1\. Keep practicing. Practice makes perfect. Explore different languages,
frameworks, and problem spaces (interfaces, servers, distributed systems,
statistics, etc.) to see what you find most interesting. You will make
mistakes, and that is okay. That is how you learn.

2\. Take frequent breaks. Programming is hard work. It can be truly
exhausting, and you should not be afraid to step away and go for a walk or
something.

3\. The most valuable people in the industry are called "T"s. I.e. people with
a little bit of knowledge/experience across broad range of topics (the
horizontal part of the letter T), but who have deep knowledge/experience in
one or a couple particular topics (the vertical shaft of the letter T).

4\. Begin to develop the skill of taking feedback and accepting criticism.
There's a lot of people out there who will be quick to criticize everything
you do if you put it out into the open. It's a whole skill in itself to be
able to interpret this feedback and separate the signal from the noise. Try to
empathize with the person or group providing feedback and understand that
their motives/perspective may be different from yours. Sometimes that's a
useful thing. Sometimes it's a distraction.

5\. Dn't take things too personally. You are not your code. A criticism of
your code is not a criticism of your character. The less you take things
personally, the easier it is to work with others. After all, the most
impressive systems require immense collaboration.

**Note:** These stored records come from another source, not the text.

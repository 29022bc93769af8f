/// Error taxonomy for the game core and the terminal front end.
use thiserror::Error;

#[derive(Debug, Error)]
pub enum GameError {
    /// A level index outside the catalog was requested.
    #[error("no such level: index {index} (catalog has {count} levels)")]
    NoSuchLevel { index: usize, count: usize },

    /// "Next level" was requested while already on the last level.
    #[error("no level after index {current}")]
    NoMoreLevels { current: usize },

    #[error("terminal is {width}x{height}, need at least {min_width}x{min_height}")]
    TerminalTooSmall {
        width: u16,
        height: u16,
        min_width: u16,
        min_height: u16,
    },

    #[error("terminal I/O failed: {0}")]
    Io(#[from] std::io::Error),
}

pub type Result<T> = std::result::Result<T, GameError>;
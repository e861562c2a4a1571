//! Verbose per-test report.
//!
//! The header summarises how a comparison was set up; the table lists every
//! row of every compared output side by side with its equality flag.

use std::fmt::Write as _;

use crate::reconcile::Reconciliation;
use crate::resolve::Comparison;

/// Width of the separator lines.
pub const RULE_WIDTH: usize = 78;

/// A separator line.
#[must_use]
pub fn rule() -> String {
    "-".repeat(RULE_WIDTH)
}

fn list(items: &[String]) -> String {
    format!("[{}]", items.join(", "))
}

/// Header block describing a finished comparison.
#[must_use]
pub fn header(comparison: &Comparison) -> Vec<String> {
    let decimals = comparison
        .policy
        .decimals
        .map_or_else(|| "none".to_string(), |d| d.to_string());
    let minperiods: Vec<String> = comparison
        .candidate
        .minperiods()
        .iter()
        .map(ToString::to_string)
        .collect();

    vec![
        rule(),
        format!("Result         : {}", comparison.passed()),
        format!("Chk Minperiods : {}", comparison.minperiods_check),
        format!("Decimals       : {decimals}"),
        rule(),
        format!("Indicator      : {}", comparison.candidate_name),
        format!("Reference      : {}", comparison.reference_name),
        format!("Inputs         : {}", list(&comparison.inputs)),
        format!("Outputs        : {}", list(&comparison.declared_outputs)),
        format!("Def Params     : {}", comparison.default_params),
        format!("Params         : {}", comparison.candidate.params()),
        format!("Ref Params     : {}", comparison.reference.params()),
        rule(),
        format!("Period Check   : {}", comparison.policy.mode),
        format!("Minperiods     : {}", list(&minperiods)),
        format!("Minperiod      : {}", comparison.candidate.minperiod()),
        rule(),
    ]
}

fn cell(value: f64) -> String {
    if value.is_nan() {
        "NaN".to_string()
    } else {
        value.to_string()
    }
}

/// Full value table: a 1-based `count` column, then `cand_<out>`, `ref_<out>`
/// and `eq_<out>` for each compared output.
#[must_use]
pub fn table(reconciliation: &Reconciliation) -> String {
    let rows = reconciliation
        .outputs
        .iter()
        .map(|o| o.candidate.len().max(o.reference.len()))
        .max()
        .unwrap_or(0);

    let mut columns: Vec<Vec<String>> = vec![std::iter::once("count".to_string())
        .chain((1..=rows).map(|i| i.to_string()))
        .collect()];

    for output in &reconciliation.outputs {
        let pick = |values: &[f64], i: usize| values.get(i).map_or_else(String::new, |v| cell(*v));
        columns.push(
            std::iter::once(format!("cand_{}", output.name))
                .chain((0..rows).map(|i| pick(&output.candidate, i)))
                .collect(),
        );
        columns.push(
            std::iter::once(format!("ref_{}", output.name))
                .chain((0..rows).map(|i| pick(&output.reference, i)))
                .collect(),
        );
        columns.push(
            std::iter::once(format!("eq_{}", output.name))
                .chain((0..rows).map(|i| output.equal.get(i).map_or_else(String::new, ToString::to_string)))
                .collect(),
        );
    }

    let widths: Vec<usize> = columns
        .iter()
        .map(|c| c.iter().map(String::len).max().unwrap_or(0))
        .collect();

    let mut out = String::new();
    for row in 0..=rows {
        let mut line = String::new();
        for (col, width) in columns.iter().zip(&widths) {
            if !line.is_empty() {
                line.push_str("  ");
            }
            let _ = write!(line, "{:>width$}", col[row]);
        }
        out.push_str(line.trim_end());
        out.push('\n');
    }
    out
}
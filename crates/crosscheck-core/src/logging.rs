//! Scoped log output for a run.
//!
//! Every report line goes through `tracing`. A run installs its own
//! thread-scoped subscriber and drops it when the run ends, so consecutive
//! runs in one process never stack handlers or duplicate lines.
//!
//! Lines are message-only: no timestamp, level or target.

use std::io;
use std::sync::{Arc, Mutex};

use tracing::level_filters::LevelFilter;
use tracing::subscriber::DefaultGuard;
use tracing_subscriber::fmt::writer::BoxMakeWriter;

use crate::registry::RunOrigin;

/// How much to log.
#[derive(Debug, Clone, Copy, PartialEq, Eq, Default)]
pub enum Verbosity {
    /// Errors only.
    Quiet,
    /// Progress and verdicts.
    #[default]
    Normal,
    /// Adds the per-test detail header and value tables.
    Verbose,
}

impl Verbosity {
    /// Builds a verbosity from the two mutually exclusive command-line flags.
    #[must_use]
    pub fn from_flags(quiet: bool, verbose: bool) -> Self {
        if quiet {
            Self::Quiet
        } else if verbose {
            Self::Verbose
        } else {
            Self::Normal
        }
    }

    fn level(self) -> LevelFilter {
        match self {
            Self::Quiet => LevelFilter::ERROR,
            Self::Normal => LevelFilter::INFO,
            Self::Verbose => LevelFilter::DEBUG,
        }
    }
}

/// In-memory log sink, cheap to clone; clones share the same bytes.
#[derive(Debug, Clone, Default)]
pub struct SharedBuffer(Arc<Mutex<Vec<u8>>>);

impl SharedBuffer {
    /// Creates an empty buffer.
    #[must_use]
    pub fn new() -> Self {
        Self::default()
    }

    /// Everything written so far, lossily decoded.
    #[must_use]
    pub fn contents(&self) -> String {
        match self.0.lock() {
            Ok(bytes) => String::from_utf8_lossy(&bytes).into_owned(),
            Err(poisoned) => String::from_utf8_lossy(&poisoned.into_inner()).into_owned(),
        }
    }

    /// Captured lines.
    #[must_use]
    pub fn lines(&self) -> Vec<String> {
        self.contents().lines().map(str::to_string).collect()
    }
}

impl io::Write for SharedBuffer {
    fn write(&mut self, buf: &[u8]) -> io::Result<usize> {
        let mut bytes = self.0.lock().map_err(|_| io::Error::other("log buffer poisoned"))?;
        bytes.extend_from_slice(buf);
        Ok(buf.len())
    }

    fn flush(&mut self) -> io::Result<()> {
        Ok(())
    }
}

/// Where log lines go.
#[derive(Debug, Clone, Default)]
pub enum LogTarget {
    /// Standard output.
    #[default]
    Stdout,
    /// Standard error.
    Stderr,
    /// An in-memory buffer.
    Buffer(SharedBuffer),
}

impl LogTarget {
    fn make_writer(&self) -> BoxMakeWriter {
        match self {
            Self::Stdout => BoxMakeWriter::new(io::stdout),
            Self::Stderr => BoxMakeWriter::new(io::stderr),
            Self::Buffer(buffer) => {
                let buffer = buffer.clone();
                BoxMakeWriter::new(move || buffer.clone())
            }
        }
    }
}

/// Log destination and verbosity for one run.
#[derive(Debug, Clone, Default)]
pub struct LogConfig {
    /// Destination.
    pub target: LogTarget,
    /// Level.
    pub verbosity: Verbosity,
}

impl LogConfig {
    /// Logs into `buffer` at `verbosity`.
    #[must_use]
    pub fn buffered(buffer: &SharedBuffer, verbosity: Verbosity) -> Self {
        Self {
            target: LogTarget::Buffer(buffer.clone()),
            verbosity,
        }
    }

    /// The configuration a run started from `origin` logs with.
    ///
    /// Embedded runs never write to standard output: a `Stdout` target is
    /// redirected to `Stderr`. Other targets are kept.
    #[must_use]
    pub fn for_origin(&self, origin: RunOrigin) -> Self {
        match (origin, &self.target) {
            (RunOrigin::Embedded, LogTarget::Stdout) => Self {
                target: LogTarget::Stderr,
                verbosity: self.verbosity,
            },
            _ => self.clone(),
        }
    }

    /// Installs a message-only subscriber for the current thread.
    ///
    /// The subscriber stays active until the returned guard is dropped.
    #[must_use = "the subscriber is removed when the guard is dropped"]
    pub fn install(&self) -> DefaultGuard {
        let subscriber = tracing_subscriber::fmt()
            .with_writer(self.target.make_writer())
            .with_max_level(self.verbosity.level())
            .with_ansi(false)
            .without_time()
            .with_level(false)
            .with_target(false)
            .finish();
        tracing::subscriber::set_default(subscriber)
    }
}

6\. Don't take yourself too seriously. Have some fun with it! Programming is
super fun, so you should ask yourself regularly "am I still having fun?". If
the answer is "No", maybe find something else interesting to focus on for a
bit.

7\. Broaden your perspective. Along the lines of #1 and #2, it's important to
maintain a broad perspective and push yourself to keep expanding your
perspective. This doesn't just apply to technical problem areas or languages
or frameworks. The best engineers are good problem solvers because they have a
broad perspective not just of the problem space but also more generally of the
world they inhabit. Try to learn about different industries, cultures, people,
and places. You will become a more well-rounded character for doing so, with a
higher ability to empathize with others and understand the complex mechanics
of how the world works.

8\. Be social. I made the mistake of hiding in my room on a computer for much
of my childhood, and it wasn't until high school that I really began to
understand the value of social interaction and maintaining strong solid
friendships. It's as important to spend time away from the computer as it is
too keep practicing.

All the best. Good luck!!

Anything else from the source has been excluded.